Il y a de l’électricité dans l’air. Au lendemain du soutien américain à l’élargissement des prérogatives de la Minurso sur la question des droits de l’homme, le Maroc réagit. En effet, les États-Unis se préparent à soumettre au Conseil de sécurité un avant-projet de résolution pour élargir l’action de la Minurso au contrôle et à l’établissement de rapports sur les droits de l’homme dans les provinces du sud et dans les camps de Tindouf. Un revirement majeur qui a fait monter la moutarde au nez des responsables marocains. Ces derniers perçoivent l’initiative américaine comme une ingérence dans les affaires internes du royaume. C’est la raison pour laquelle, les chefs des partis de la majorité comme de l’opposition auraient été convoqués hier par le Cabinet royal à une réunion d’urgence. Cela dénote de cette ouverture vertueuse sur les partis politiques concernant tout ce qui se rapporte à la question de l’intégrité territoriale du pays. Le fait que la proposition marocaine pour une large autonomie au Sahara ait fait l’objet d’une large concertation en atteste. La symbolique est donc forte comme l’est d’ailleurs cette forte mobilisation qui a pris forme à partir d’hier lundi. Contacté, M’Hammed Grine, membre du PPS, affirme que la mobilisation est générale autour de cause nationale. «Quand il s’agit de la question de l’intégrité territoriale de notre pays, toutes les autres considérations s’éclipsent», ajoute Grine qui se préparait à prendre part à une réunion de militants des droits de l’homme représentant plusieurs ONG. 

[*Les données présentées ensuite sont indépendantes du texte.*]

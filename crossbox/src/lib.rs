//! Selection state for paginated tables that can select across pages.
//!
//! A table header checkbox can mean "this page" or "every row on every
//! page". [`AcrossCheck`] tracks which one the user asked for, which rows
//! were toggled since, and what the header and the "N of M selected" banner
//! should show. It works the same whether the table holds every row, only a
//! total count, or switches between the two.

pub mod config;
pub mod engine;
pub mod error;
pub mod presentation;
pub mod record;
pub mod row_key;
pub mod selection;
pub mod source;
pub mod status;
pub mod value;
pub mod widget;

pub use config::SelectionConfig;
pub use engine::{AcrossCheck, SelectionSnapshot};
pub use error::{ConfigError, SelectionError};
pub use presentation::{Banner, BannerAction, BannerPrompt, HeaderControl};
pub use record::{Record, Row};
pub use row_key::{RowIdentity, RowKey};
pub use selection::SelectionSet;
pub use source::{Counted, CrossPageDefault, DataSource, Hybrid, Materialized};
pub use status::{CheckMode, CheckStatus, Representation};
pub use value::Value;
pub use widget::{AcrossCheckId, AcrossCheckState};

pub mod prelude {
    pub use crate::config::SelectionConfig;
    pub use crate::engine::{AcrossCheck, SelectionSnapshot};
    pub use crate::presentation::{BannerAction, BannerPrompt};
    pub use crate::record::{Record, Row};
    pub use crate::source::{Counted, CrossPageDefault, DataSource, Hybrid, Materialized};
    pub use crate::status::{CheckMode, CheckStatus};
    pub use crate::widget::AcrossCheckState;
}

Selon le membre du PPS, cette position américaine en faveur de l’extension des prérogatives de la Minurso ne date pas d’hier. En avril 2011, à l’occasion d’une réunion avec l’ambassadeur Samuel Kaplan, l’éventualité a été exprimée. En tout cas, il n’y a plus aucun doute, c’est à un changement de cap que l’on assiste. Les événements s’accélèrent et il faut dire que le dossier du Sahara marocain a évolué ces derniers temps sous le signe de l’urgence. Durant sa visite d’État au Maroc, le président français, François Hollande, a parlé de l’urgence de trouver une solution politique sur la base de la proposition d’autonomie qu’il a qualifiée de base sérieuse. L’entretien accordé, mercredi dernier à Fès, par le souverain à l’émissaire onusien pour le Sahara, Christopher Ross, s’inscrit aussi dans cette logique d’activation d’une affaire qui n’a que trop duré. Cet entretien s’inscrit aussi dans la droite ligne des «garanties et précisions confirmées par Ban Ki-moon au souverain au mois d’août dernier», indique un communiqué du Cabinet royal. Il intervient quelques jours seulement après la remise de son rapport au Conseil de sécurité, après une tournée régionale qui a conduit le responsable au Maroc, en Algérie et en Mauritanie. Les trois pays qui participent habituellement, en plus du polisario, aux négociations officielles sur le Sahara marocain à Manhasset (banlieue new yorkaise). Justement au deuxième round des négociations à Manhasset en août 2007, la plateforme marocaine pour une autonomie élargie dans les provinces du sud avait inspiré les experts onusiens. Ces derniers avaient présenté durant les négociations un exposé sur les ressources naturelles et la gouvernance locale en rapport avec l’autonomie. Aujourd’hui, le Maroc a fait preuve de beaucoup d’initiatives dans les provinces du sud, y compris et surtout dans le domaine des droits de l’homme. En témoignent les travaux effectués par le Conseil économique, social et environnemental (CESE) sur les opportunités économiques qui peuvent profiter aux autochtones et représenter un vrai levier pour les questions sociales et des droits de l’homme.